Trump has accused Clinton of being responsible for the deaths of hundreds of thousands across the globe. Clinton, in turn, has accused him of inciting violence and likened his rise in the polls to "dark chapters" of history like the Holocaust.

Her aides see foreign policy as an area that allows Clinton to highlight both Trump's unpredictable temperament and lack of international experience.

Democrats say those points, coupled with his controversial statements about women, Latinos and Muslims, will help their party woo moderate independents and even Republican voters — and of-set potential losses among the white, working class men attracted to Trump's candidacy.

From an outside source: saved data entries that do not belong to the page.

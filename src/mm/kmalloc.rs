//! Alocador do kernel em duas fases.
//!
//! 1. **Placement**: antes de existir heap, um cursor começa no fim da imagem
//!    do kernel e só avança. Nada é liberado; o físico é `cursor - voffset`
//!    (a imagem é mapeada linearmente a partir de `kernel_voffset`).
//! 2. **Heap**: depois de `install_heap`, toda alocação vai para o heap e o
//!    físico vem da page table do kernel. O cursor de placement congela.
//!
//! Toda entrada roda com interrupções desabilitadas (o estado fica atrás de
//! um `Spinlock`).

use super::config::FRAME_SIZE;
use super::error::{MmError, MmResult};
use super::heap::KernelHeap;
use super::paging::PageResolver;
use crate::sync::Spinlock;

/// Resultado de uma alocação.
#[derive(Debug, Clone, Copy, PartialEq, Eq)]
pub struct Allocation {
    /// Endereço virtual do bloco
    pub virt: usize,
    /// Endereço físico, quando pedido
    pub phys: Option<usize>,
}

struct AllocatorState<H> {
    placement: usize,
    kernel_voffset: usize,
    placement_limit: Option<usize>,
    configured: bool,
    heap: Option<H>,
    resolver: Option<&'static dyn PageResolver>,
}

/// Alocador do kernel (placement → heap).
pub struct KernelAllocator<H: KernelHeap> {
    state: Spinlock<AllocatorState<H>>,
}

impl<H: KernelHeap> KernelAllocator<H> {
    /// Alocador ainda sem cursor; `setup` precisa rodar antes do uso.
    pub const fn new() -> Self {
        Self {
            state: Spinlock::new(AllocatorState {
                placement: 0,
                kernel_voffset: 0,
                placement_limit: None,
                configured: false,
                heap: None,
                resolver: None,
            }),
        }
    }

    /// Posiciona o cursor de placement no fim da imagem do kernel.
    ///
    /// `placement_limit` (exclusivo) limita a fase de placement; sem limite
    /// o cursor cresce livremente.
    pub fn setup(
        &self,
        kernel_end: usize,
        kernel_voffset: usize,
        placement_limit: Option<usize>,
    ) -> MmResult<()> {
        if kernel_end < kernel_voffset {
            return Err(MmError::InvalidParameter);
        }

        let mut state = self.state.lock();
        if state.configured {
            return Err(MmError::AlreadyInitialized);
        }

        state.placement = kernel_end;
        state.kernel_voffset = kernel_voffset;
        state.placement_limit = placement_limit;
        state.configured = true;

        crate::kdebug!("(MM) Placement a partir de ", kernel_end);
        Ok(())
    }

    /// Instala o heap geral. O cursor de placement congela daqui em diante.
    pub fn install_heap(&self, heap: H, resolver: &'static dyn PageResolver) -> MmResult<()> {
        let mut state = self.state.lock();
        if state.heap.is_some() {
            crate::kwarn!("(MM) install_heap: heap já instalado");
            return Err(MmError::AlreadyInitialized);
        }

        state.heap = Some(heap);
        state.resolver = Some(resolver);

        crate::kinfo!("(MM) Heap instalado; placement congelado em ", state.placement);
        Ok(())
    }

    pub fn has_heap(&self) -> bool {
        self.state.lock().heap.is_some()
    }

    /// Posição atual do cursor de placement.
    pub fn placement(&self) -> usize {
        self.state.lock().placement
    }

    /// Aloca `size` bytes.
    ///
    /// `alignment` 0 significa sem requisito. Com `want_physical` o endereço
    /// físico do início do bloco também é devolvido.
    pub fn allocate(
        &self,
        size: usize,
        alignment: usize,
        want_physical: bool,
    ) -> MmResult<Allocation> {
        let mut guard = self.state.lock();
        let state = &mut *guard;

        if let Some(heap) = state.heap.as_mut() {
            let Some(virt) = heap.alloc(size, alignment) else {
                crate::kwarn!("(MM) Heap esgotado; tamanho pedido ", size);
                return Err(MmError::OutOfMemory);
            };

            let phys = if want_physical {
                let Some(entry) = state.resolver.and_then(|r| r.resolve_page(virt, false)) else {
                    // Sem físico o bloco não serve ao chamador: devolve ao heap
                    if heap.free(virt).is_err() {
                        crate::kerror!("(MM) Falha ao devolver bloco ao heap em ", virt);
                    }
                    crate::kwarn!("(MM) Bloco do heap sem mapeamento em ", virt);
                    return Err(MmError::NotMapped);
                };
                Some(entry.physical(virt))
            } else {
                None
            };

            crate::ktrace!("(MM) heap alloc em ", virt);
            return Ok(Allocation { virt, phys });
        }

        if !state.configured {
            crate::kerror!("(MM) Alocação antes do setup do placement");
            return Err(MmError::NotInitialized);
        }

        let mut cursor = state.placement;
        if alignment != 0 && cursor % alignment != 0 {
            cursor = (cursor - cursor % alignment)
                .checked_add(alignment)
                .ok_or(MmError::OutOfMemory)?;
        }

        let end = cursor.checked_add(size).ok_or(MmError::OutOfMemory)?;
        if let Some(limit) = state.placement_limit {
            if end > limit {
                crate::kwarn!("(MM) Placement esgotado; tamanho pedido ", size);
                return Err(MmError::OutOfMemory);
            }
        }

        let phys = want_physical.then(|| cursor - state.kernel_voffset);
        state.placement = end;

        crate::ktrace!("(MM) placement alloc em ", cursor);
        Ok(Allocation { virt: cursor, phys })
    }

    /// Libera um bloco do heap.
    ///
    /// Blocos da fase de placement nunca são liberados; sem heap instalado
    /// a chamada é recusada.
    pub fn free(&self, addr: usize) -> MmResult<()> {
        let mut state = self.state.lock();
        match state.heap.as_mut() {
            Some(heap) => heap.free(addr),
            None => {
                crate::kwarn!("(MM) kfree sem heap instalado: ", addr);
                Err(MmError::NotInitialized)
            }
        }
    }

    // =========================================================================
    // VARIANTES
    // =========================================================================

    pub fn kmalloc(&self, size: usize) -> MmResult<usize> {
        self.allocate(size, 0, false).map(|a| a.virt)
    }

    /// Alocação alinhada a frame.
    pub fn kmalloc_a(&self, size: usize) -> MmResult<usize> {
        self.allocate(size, FRAME_SIZE, false).map(|a| a.virt)
    }

    /// Retorna `(virtual, físico)`.
    pub fn kmalloc_p(&self, size: usize) -> MmResult<(usize, usize)> {
        self.allocate(size, 0, true).and_then(with_phys)
    }

    /// Alinhada a frame; retorna `(virtual, físico)`.
    pub fn kmalloc_ap(&self, size: usize) -> MmResult<(usize, usize)> {
        self.allocate(size, FRAME_SIZE, true).and_then(with_phys)
    }

    pub fn kfree(&self, addr: usize) -> MmResult<()> {
        self.free(addr)
    }
}

impl<H: KernelHeap> Default for KernelAllocator<H> {
    fn default() -> Self {
        Self::new()
    }
}

fn with_phys(a: Allocation) -> MmResult<(usize, usize)> {
    a.phys.map(|p| (a.virt, p)).ok_or(MmError::NotMapped)
}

One day after the Brussels attacks, Clinton stressed adapting to take on a sophisticated opponent, strengthening alliances abroad and not using "bluster that alienates our partners." The United States, she said, must intensify the air campaign against Islamic militants, support local Arab and Kurdish forces on the ground, take on extremism online and "harden defenses" at home.

She said the Brussels attacks showed the need for a "harder look at security protocols at airports and other sensitive, so-called soft sites." Referencing the conflict between the FBI and Apple over an encrypted iPhone used by one of the San Bernardino attackers, Clinton said the technology community and government must find ways to work together, calling for an "intelligence surge" in the United States and with allies.

Like Clinton, Trump, sees international instability as offering advantages to his campaign, repeatedly pointing to the November 2015 attacks in Paris as a turning point that boosted his poll numbers and helped win him voters.

"Whenever there's a big problem_national security type problem_I go up because people view me as much stronger. And they actually think that I_I think they feel I'm much more competent," Trump said in an interview with Bloomberg television.

He's offered a flurry of inflammatory — and frequently vague — policy proposals to tackle terrorism. In the wake of Brussels attacks, he for the U.S. to "close up our borders," start widespread government surveillance on Muslims and expand international laws to permit forms of torture like waterboarding.

And he's increasingly trying to recast Clinton's tenure as America's top diplomat as one of failed leadership, blaming her for continued chaos in the Middle East.

In an interview with Fox News on Tuesday, he branded Clinton "Incompetent Hillary," saying "the woman has been a disaster" and every foreign policy conflict she's been involved with has turned out badly.